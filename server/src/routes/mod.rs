//! Router assembly.
//!
//! SYSTEM CONTEXT
//! ==============
//! This module binds the JSON API and stitches it with Leptos SSR rendering
//! under a single Axum router. The dashboard lives at `/`; compiled WASM,
//! JS, and CSS are served from `/pkg`.

pub mod priorities;

use std::path::PathBuf;

use axum::Router;
use axum::http::StatusCode;
use axum::routing::get;
use feedback::PRIORITIES_PATH;
use leptos::prelude::*;
use leptos_axum::{LeptosRoutes, generate_route_list};
use tower_http::compression::CompressionLayer;
use tower_http::cors::{Any, CorsLayer};
use tower_http::services::ServeDir;
use tower_http::trace::TraceLayer;

use crate::state::AppState;

/// JSON API routes shared by the dashboard and the CLI.
pub fn api_routes(state: AppState) -> Router {
    let cors = CorsLayer::new()
        .allow_origin(Any)
        .allow_methods(Any)
        .allow_headers(Any);

    Router::new()
        .route(PRIORITIES_PATH, get(priorities::get_priorities))
        .route("/healthz", get(healthz))
        .layer(cors)
        .with_state(state)
}

/// API routes + Leptos SSR + `/pkg` assets, with request tracing.
///
/// # Errors
///
/// Returns an error if the Leptos configuration cannot be loaded (missing
/// `LEPTOS_*` environment or workspace `[[workspace.metadata.leptos]]`).
pub fn leptos_app(state: AppState) -> Result<Router, String> {
    let conf = get_configuration(None).map_err(|e| format!("leptos configuration: {e}"))?;
    let leptos_options = conf.leptos_options;
    let routes = generate_route_list(client::app::App);

    let leptos_router = Router::new()
        .leptos_routes(&leptos_options, routes, {
            let opts = leptos_options.clone();
            move || client::app::shell(opts.clone())
        })
        .with_state(leptos_options.clone());

    let site_root_path = PathBuf::from(leptos_options.site_root.as_ref());

    Ok(api_routes(state)
        .merge(leptos_router)
        .nest_service("/pkg", ServeDir::new(site_root_path.join("pkg")))
        .layer(CompressionLayer::new())
        .layer(TraceLayer::new_for_http()))
}

async fn healthz() -> StatusCode {
    StatusCode::OK
}
//! Shared feedback model, data source contract, and view state.
//!
//! This crate owns everything about the priorities dashboard that does not
//! depend on a rendering target: the `/api/priorities` wire schema, the
//! fetch error taxonomy, the session view state (items, filter, selection,
//! load status), presentation lookups, and CSV export. Both the Leptos
//! `client` and the `cli` front-end drive the same [`ViewState`].

pub mod error;
pub mod export;
pub mod model;
pub mod present;
pub mod source;
pub mod view;

pub use error::FetchError;
pub use model::{ActionPlan, FeedbackItem, ItemId, ListEnvelope, StepTier};
pub use source::{FeedbackSource, PRIORITIES_PATH};
pub use view::{LoadStatus, ViewState};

### Exercise prompt
Copy, from the data above, every line where the word "source" appears.

### Reply
//! Shared feedback model, data source contract, and view state.
pub mod source;
pub use source::{FeedbackSource, PRIORITIES_PATH};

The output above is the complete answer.